[Opening The data section]

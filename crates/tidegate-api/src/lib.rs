//! tidegate-api — HTTP surface for the tidegate controller.
//!
//! Exposes the audit log, the what-if predictor and the controller status.
//! Every response carries CORS headers so a browser dashboard on another
//! origin can read them.
//!
//! # API Routes
//!
//! | Method | Path | Description |
//! |---|---|---|
//! | GET | `/healthz` | Liveness probe |
//! | GET | `/events` | Audit log, oldest first |
//! | POST | `/predict` | What-if decision for `{ "rps": n }` |
//! | GET | `/status` | Controller status |
//! | GET | `/metrics` | Prometheus exposition |

pub mod cors;
pub mod handlers;

use axum::Router;
use axum::http::HeaderValue;
use axum::middleware;
use axum::routing::{get, post};
use tidegate_autoscale::Autoscaler;

pub use cors::CorsPolicy;

/// Shared state for API handlers.
#[derive(Clone)]
pub struct ApiState {
    pub scaler: Autoscaler,
}

/// Build the complete API router with an explicit CORS origin.
pub fn build_router(scaler: Autoscaler, allow_origin: HeaderValue) -> Router {
    let state = ApiState { scaler };

    Router::new()
        .route("/healthz", get(handlers::healthz))
        .route("/events", get(handlers::list_events))
        .route("/predict", post(handlers::predict))
        .route("/status", get(handlers::status))
        .route("/metrics", get(handlers::prometheus_metrics))
        .with_state(state)
        .layer(middleware::from_fn_with_state(
            CorsPolicy::new(allow_origin),
            cors::apply,
        ))
}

[Closing The data section]

*Exercise details*
Write out again every entry above, exactly as given.

*Written reply*
filename crates/tidegate-api/src/lib.rs
//! tidegate-api — HTTP surface for the tidegate controller.
//!
//! Exposes the audit log, the what-if predictor and the controller status.
//! Every response carries CORS headers so a browser dashboard on another
//! origin can read them.
//!
//! # API Routes
//!
//! | Method | Path | Description |
//! |---|---|---|
//! | GET | `/healthz` | Liveness probe |
//! | GET | `/events` | Audit log, oldest first |
//! | POST | `/predict` | What-if decision for `{ "rps": n }` |
//! | GET | `/status` | Controller status |
//! | GET | `/metrics` | Prometheus exposition |

pub mod cors;
pub mod handlers;

use axum::Router;
use axum::http::HeaderValue;
use axum::middleware;
use axum::routing::{get, post};
use tidegate_autoscale::Autoscaler;

pub use cors::CorsPolicy;

/// Shared state for API handlers.
#[derive(Clone)]
pub struct ApiState {
    pub scaler: Autoscaler,
}

/// Build the complete API router with an explicit CORS origin.
pub fn build_router(scaler: Autoscaler, allow_origin: HeaderValue) -> Router {
    let state = ApiState { scaler };

    Router::new()
        .route("/healthz", get(handlers::healthz))
        .route("/events", get(handlers::list_events))
        .route("/predict", post(handlers::predict))
        .route("/status", get(handlers::status))
        .route("/metrics", get(handlers::prometheus_metrics))
        .with_state(state)
        .layer(middleware::from_fn_with_state(
            CorsPolicy::new(allow_origin),
            cors::apply,
        ))
}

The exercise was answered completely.